Keywords: Community-acquired pneumonia, clinical cure, S. pneumoniae, S. aureus, ceftaroline

INTRODUCTION

Community-acquired pneumonia (CAP) is one of the leading causes of emergency department care and hospital admission. The most recent guidelines for the management of this entity were published in 2019 by two American Societies[1] and among the most notable changes is the incorporation of ceftaroline as a first-line option for the treatment of CAP in patients with a severe infection, but without risk factors for Pseudomonas aeruginosa or methicillin-resistant Staphylococcus aureus (MRSA). For this reason, we are going to summarize the main characteristics of this fifth-generation cephalosporin.

MECHANISM OF ACTION

Like all beta-lactams, ceftaroline inhibits the transpeptidase activity of PBPs, including PBP1a, PBP2b and PBP2x of Streptococcus pneumoniae responsible of penicillin resistance, as well as PBP2a of MRSA. In the latter case, inhibition is produced by an allosteric effect consisting in the binding of a ceftaroline molecule at a point distant from the active centre inducing a conformational change in PBP2a that now allows the binding of another molecule of ceftaroline at the active centre leading to the inhibition of this enzyme. The in vitro activity exhibited by ceftaroline is bactericidal and time-dependent [2].

SPECTRUM

It is active against Gram-positive microorganisms including viridans group streptococci, ß-haemolytics and S. pneumoniae with a MIC90 < 0.25 mg/L. It is of note its activity against third-generation cephalosporin-resistant strains of pneumococcus. A study of strains from around the world collected between 2015 and 2016 showed that ceftaroline was the ß-lactam with the highest intrinsic activity (lowest MIC) against pneumococcus [3]. For S. aureus and coagulase-negative Staphylococcus, ceftaroline has a MIC90 < 0.5 mg/L, although for MRSA strains the MIC90 is 2 mg/L. Its activity against other Gram-positive cocci such as enterococcus is moderate (E. faecalis) or they are resistant (E. faecium).

Against Gram-negative bacilli, its activity is superimposable to that of a third-generation cephalosporin. For Haemophilus influenzae and Moraxella the MIC90 is < 0.12 mg/L and for the susceptible Enterobacterales < 0.5 mg/L. Extended-spectrum beta-lactamase (ESBL) and AmpC-producing strains are resistant to ceftaroline. P. aeruginosa and other non-fermenting Gram-negative bacilli are resistant. Activity against anaerobic microorganisms is limited to Gram-positive cocci (Peptococcus and Peptostreptococcus), while Gram-negative bacilli (Prevotella, Bacteroides) are resistant.

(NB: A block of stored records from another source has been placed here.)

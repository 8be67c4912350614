//! Page loops behind the MTD operations: reads and writes spanning pages and chips, OOB
//! transfers, and block erase

use log::{debug, error, warn};

use super::chip::{ChipOptions, ChipState, NandChip};
use super::{EraseInfo, EraseState, MtdOobOps, NandStatus, NandTransport, OobMode};
use crate::error::{NandError, ReadStatus, Result};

The breakpoint for susceptibility proposed by EUCAST for S. pneumoniae is ≤ 0.25 mg/L, for H. influenzae ≤ 0.03 mg/L, for S. aureus ≤ 0.5 mg/L (1 mg/L in case of pneumonia) and for Enterobacterales ≤ 0.5 mg/L.

The association with daptomycin is often synergistic against MRSA and the association with ampicillin may be synergistic against E. faecalis [4].

PHARMACOKINETICS AND PHARMACODYNAMICS

It is administered intravenously in a 60-minute infusion that allows a maximum serum concentration of 28 mg/L with 600 mg. It has a half-life of 2.5h and the protein binding is 15-20%. About 20% is metabolized in the liver but it does not modify the activity of cytochrome P-450 isoenzymes. Elimination is mostly urinary (90%) and 64% in active form. Although data are scarce, diffusion to cerebrospinal fluid is 5-9% of the serum concentration, corresponding to 1-2 mg/L.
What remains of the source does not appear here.